Once a Thief Review: A Noticeable Step Back for Early 90s John Woo

Once a Thief (1991)
Once a Thief (1991)

Once a Thief is such an odd movie to drop right in the middle of John Woo’s run because it almost feels like the director responsible for A Better Tomorrow, The Killer, Bullet in the Head, and then soon after Hard Boiled woke up and decided he wanted to make something goofier, more romantic, and a whole lot less interested in the tragic guy-with-a-gun melodrama mode that made him one of the coolest directors alive in the first place.

And I don’t even mean that as some immediate knock against it, because in theory, I kind of like the idea of Woo loosening the tie a bit. Once a Thief is lighter on its feet, less operatic, less consumed with gang codes and brotherhood and men bleeding out while staring longingly at each other from across a church or a warehouse or whatever beautifully doomed space Woo has trapped them in this time. It’s more or less about three orphans who grew up together, became art thieves under the tutelage of an infamous crime boss who also doubles as their father figure, and then get wrapped up in a romantic caper involving a cursed French painting. That’s not nothing. There’s a movie in there. Maybe even a really fun one.

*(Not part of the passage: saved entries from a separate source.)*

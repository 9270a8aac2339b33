//! Back-navigation via structural snapshots.
//!
//! Every successful submission pushes a full copy of the pre-submission
//! state. Going back pops one entry and restores it wholesale, which
//! also un-terminates a finished session. Display overrides live
//! outside [`SessionState`] and are untouched by restores.

use serde::{Deserialize, Serialize};
use serde_json::Value;

use crate::session::SessionState;

/// One history entry: the state as it was before a submission, plus
/// what was submitted (for audit display).
#[derive(Debug, Clone, Serialize, Deserialize)]
pub struct HistoryEntry {
    /// Phase name or qid the submission answered.
    pub label: String,
    pub submitted: Value,
    state: SessionState,
}

/// A stack of pre-submission snapshots.
#[derive(Debug, Clone, Default, Serialize, Deserialize)]
pub struct SessionHistory {
    entries: Vec<HistoryEntry>,
}

impl SessionHistory {
    pub fn new() -> Self {
        SessionHistory::default()
    }

    pub fn len(&self) -> usize {
        self.entries.len()
    }

    pub fn is_empty(&self) -> bool {
        self.entries.is_empty()
    }

    /// Record the state as it stands before a submission mutates it.
    pub fn push_snapshot(&mut self, label: impl Into<String>, submitted: &Value, state: &SessionState) {
        self.entries.push(HistoryEntry {
            label: label.into(),
            submitted: submitted.clone(),
            state: state.clone(),
        });
    }

    /// Discard the most recent snapshot. Used when the submission it
    /// was taken for turns out to be invalid.
    pub fn discard_last(&mut self) {
        self.entries.pop();
    }

    /// Restore the most recent snapshot into `state`. Returns false and
    /// leaves `state` untouched when there is nothing to go back to.
    pub fn pop_restore(&mut self, state: &mut SessionState) -> bool {
        match self.entries.pop() {
            Some(entry) => {
                *state = entry.state;
                state.terminated = false;
                state.result = None;
                true
            }
            None => false,
        }
    }

    /// Submission labels, oldest first.
    pub fn labels(&self) -> impl Iterator<Item = &str> {
        self.entries.iter().map(|e| e.label.as_str())
    }
}
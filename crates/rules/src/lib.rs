//! Shared ruleset types and deserialization for the triage engine.
//!
//! The ruleset is authored as one JSON document: reference tables
//! (departments, severity levels, symptoms, underlying diseases), the
//! demographics form, the ER critical and checklist items, and the
//! per-symptom OLDCARTS / OPD question trees. This crate owns the wire
//! types; evaluation lives in triage-eval.

pub mod bundle;
pub mod error;
pub mod types;

pub use bundle::RulesetBundle;
pub use error::RulesetError;
pub use types::{
    Action, ActionOption, AutoEvalView, ChecklistItem, ChoiceOption, CompareOp, ConditionalRule,
    CriticalItem, DemographicField, DemographicKind, Department, DepartmentRef, Predicate,
    Question, QuestionClass, Severity, SeverityRef, Symptom, TerminateMetadata, TextField,
    UnderlyingDisease,
};

#[cfg(test)]
mod tests {
    use super::*;
    use serde_json::json;

    #[test]
    fn question_variants_deserialize_by_tag() {
        let q: Question = serde_json::from_value(json!({
            "question_type": "single_select",
            "qid": "q1",
            "question": "Any fever?",
            "options": [
                {"id": "yes", "label": "Yes", "action": {"action": "goto", "qid": ["q2"]}},
                {"id": "no", "label": "No", "action": {"action": "opd"}}
            ]
        }))
        .unwrap();
        assert_eq!(q.qid(), "q1");
        assert_eq!(q.kind(), "single_select");
        assert!(matches!(q.classify(), QuestionClass::UserFacing));

        let q: Question = serde_json::from_value(json!({
            "question_type": "conditional",
            "qid": "q_cond",
            "question": "",
            "rules": [
                {
                    "when": [{"qid": "q1", "op": "eq", "value": "yes"}],
                    "then": {"action": "goto", "qid": ["q3"]}
                }
            ],
            "default": {"action": "opd"}
        }))
        .unwrap();
        assert!(matches!(q.classify(), QuestionClass::AutoEval(_)));
    }

    #[test]
    fn number_range_defaults_step_to_one() {
        let q: Question = serde_json::from_value(json!({
            "question_type": "number_range",
            "qid": "q_temp",
            "question": "Body temperature?",
            "min_value": 34.0,
            "max_value": 43.0,
            "on_submit": {"action": "opd"}
        }))
        .unwrap();
        match q {
            Question::NumberRange { step, default_value, .. } => {
                assert_eq!(step, 1.0);
                assert!(default_value.is_none());
            }
            other => panic!("wrong variant: {:?}", other),
        }
    }

    #[test]
    fn terminate_action_parses_metadata() {
        let a: Action = serde_json::from_value(json!({
            "action": "terminate",
            "reason": "Emergency",
            "metadata": {
                "department": [{"id": "dept001"}],
                "severity": [{"id": "sev001"}]
            }
        }))
        .unwrap();
        match a {
            Action::Terminate { reason, metadata } => {
                assert_eq!(reason.as_deref(), Some("Emergency"));
                assert_eq!(metadata.department[0].id, "dept001");
                assert_eq!(metadata.severity.unwrap()[0].id, "sev001");
            }
            other => panic!("wrong variant: {:?}", other),
        }
    }

    #[test]
    fn terminate_metadata_sections_default_empty() {
        let a: Action =
            serde_json::from_value(json!({"action": "terminate", "metadata": {}})).unwrap();
        match a {
            Action::Terminate { reason, metadata } => {
                assert!(reason.is_none());
                assert!(metadata.department.is_empty());
                assert!(metadata.severity.is_none());
            }
            other => panic!("wrong variant: {:?}", other),
        }
    }

    #[test]
    fn unknown_compare_op_is_absorbed() {
        let p: Predicate = serde_json::from_value(json!({
            "qid": "q1",
            "op": "approximately",
            "value": 5
        }))
        .unwrap();
        assert_eq!(p.op, CompareOp::Unknown);
    }

    #[test]
    fn bundle_accepts_empty_object() {
        let bundle = RulesetBundle::from_json(&json!({})).unwrap();
        assert!(bundle.oldcarts.is_empty());
        assert!(bundle.er_critical.is_empty());
    }

    #[test]
    fn bundle_rejects_duplicate_qids_within_a_tree() {
        let err = RulesetBundle::from_json(&json!({
            "oldcarts": {
                "fever": [
                    {"question_type": "free_text", "qid": "q1", "question": "a",
                     "on_submit": {"action": "opd"}},
                    {"question_type": "free_text", "qid": "q1", "question": "b",
                     "on_submit": {"action": "opd"}}
                ]
            }
        }))
        .unwrap_err();
        assert!(matches!(err, RulesetError::DuplicateQid { .. }));
    }

    #[test]
    fn demographic_field_kind_round_trips() {
        let f: DemographicField = serde_json::from_value(json!({
            "qid": "demo_gender",
            "key": "gender",
            "field_name": "Gender",
            "type": "enum",
            "values": ["male", "female"]
        }))
        .unwrap();
        assert_eq!(f.kind, DemographicKind::Enum);
        assert!(!f.optional);
    }

    #[test]
    fn question_actions_cover_every_routing_edge() {
        let q: Question = serde_json::from_value(json!({
            "question_type": "conditional",
            "qid": "q_cond",
            "question": "",
            "rules": [
                {"when": [{"qid": "a", "op": "eq", "value": 1}],
                 "then": {"action": "goto", "qid": ["x"]}},
                {"when": [{"qid": "b", "op": "eq", "value": 2}],
                 "then": {"action": "goto", "qid": ["y"]}}
            ],
            "default": {"action": "terminate", "metadata": {}}
        }))
        .unwrap();
        assert_eq!(q.actions().len(), 3);
    }
}
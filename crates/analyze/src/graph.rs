//! Shared rule-graph helpers for the C1-C5 checks.

use std::collections::{BTreeMap, BTreeSet};

use triage_rules::{Action, Question, RulesetBundle};

/// Every (source, symptom, questions) tree in the bundle, OLDCARTS
/// trees first.
pub fn all_trees(
    bundle: &RulesetBundle,
) -> impl Iterator<Item = (&'static str, &str, &[Question])> {
    bundle
        .oldcarts
        .iter()
        .map(|(s, q)| ("oldcarts", s.as_str(), q.as_slice()))
        .chain(
            bundle
                .opd
                .iter()
                .map(|(s, q)| ("opd", s.as_str(), q.as_slice())),
        )
}

/// All intra-tree goto edges of one question, in declaration order.
pub fn goto_targets(question: &Question) -> Vec<&str> {
    let mut out = Vec::new();
    for action in question.actions() {
        if let Action::Goto { qid } = action {
            out.extend(qid.iter().map(String::as_str));
        }
    }
    out
}

/// Adjacency list of one question tree, keyed by qid.
pub fn adjacency(questions: &[Question]) -> BTreeMap<&str, Vec<&str>> {
    questions
        .iter()
        .map(|q| (q.qid(), goto_targets(q)))
        .collect()
}

/// Qids reachable from the tree's first question by following goto
/// edges (auto-eval routes included).
pub fn reachable(questions: &[Question]) -> BTreeSet<&str> {
    let graph = adjacency(questions);
    let mut seen = BTreeSet::new();
    let mut stack: Vec<&str> = questions.first().map(|q| q.qid()).into_iter().collect();
    while let Some(qid) = stack.pop() {
        if !seen.insert(qid) {
            continue;
        }
        if let Some(next) = graph.get(qid) {
            for &target in next {
                if !seen.contains(target) {
                    stack.push(target);
                }
            }
        }
    }
    seen
}

/// Whether the goto graph of one tree contains a cycle.
pub fn has_cycle(questions: &[Question]) -> bool {
    let graph = adjacency(questions);
    let mut visited = BTreeSet::new();
    let mut in_path = BTreeSet::new();
    for q in questions {
        if !visited.contains(q.qid()) && cycle_dfs(q.qid(), &graph, &mut visited, &mut in_path) {
            return true;
        }
    }
    false
}

fn cycle_dfs<'a>(
    node: &'a str,
    graph: &BTreeMap<&'a str, Vec<&'a str>>,
    visited: &mut BTreeSet<&'a str>,
    in_path: &mut BTreeSet<&'a str>,
) -> bool {
    visited.insert(node);
    in_path.insert(node);
    if let Some(neighbors) = graph.get(node) {
        for &neighbor in neighbors {
            if in_path.contains(neighbor)
                || (!visited.contains(neighbor)
                    && cycle_dfs(neighbor, graph, visited, in_path))
            {
                return true;
            }
        }
    }
    in_path.remove(node);
    false
}

#[cfg(test)]
mod tests {
    use super::*;
    use serde_json::json;

    fn tree(doc: serde_json::Value) -> Vec<Question> {
        serde_json::from_value(doc).unwrap()
    }

    #[test]
    fn reachability_follows_all_action_kinds() {
        let questions = tree(json!([
            {"question_type": "single_select", "qid": "a", "question": "",
             "options": [{"id": "x", "label": "x",
                          "action": {"action": "goto", "qid": ["b"]}}]},
            {"question_type": "conditional", "qid": "b", "question": "",
             "rules": [], "default": {"action": "goto", "qid": ["c"]}},
            {"question_type": "free_text", "qid": "c", "question": "",
             "on_submit": {"action": "opd"}},
            {"question_type": "free_text", "qid": "orphan", "question": "",
             "on_submit": {"action": "opd"}}
        ]));
        let seen = reachable(&questions);
        assert!(seen.contains("c"));
        assert!(!seen.contains("orphan"));
    }

    #[test]
    fn cycle_detection() {
        let cyclic = tree(json!([
            {"question_type": "conditional", "qid": "a", "question": "",
             "rules": [], "default": {"action": "goto", "qid": ["b"]}},
            {"question_type": "conditional", "qid": "b", "question": "",
             "rules": [], "default": {"action": "goto", "qid": ["a"]}}
        ]));
        assert!(has_cycle(&cyclic));

        let acyclic = tree(json!([
            {"question_type": "conditional", "qid": "a", "question": "",
             "rules": [], "default": {"action": "goto", "qid": ["b"]}},
            {"question_type": "free_text", "qid": "b", "question": "",
             "on_submit": {"action": "opd"}}
        ]));
        assert!(!has_cycle(&acyclic));
    }
}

The trio at the center helps. Leslie Cheung plays James, Chow Yun-fat plays Joey (aka Red Bean Pudding), and Cherie Chung plays Cherie (aka Red Bean), and the movie sort of orbits around the fact that the two boys are secretly in love with the same woman while still trying to operate like a finely tuned criminal unit. That’s good fuel for a movie like this, especially one from Woo, because even when he’s not making outright love triangles, so much of his work is already about desire, loyalty, jealousy, and the emotional knots men tie themselves into when they can’t quite say what they mean.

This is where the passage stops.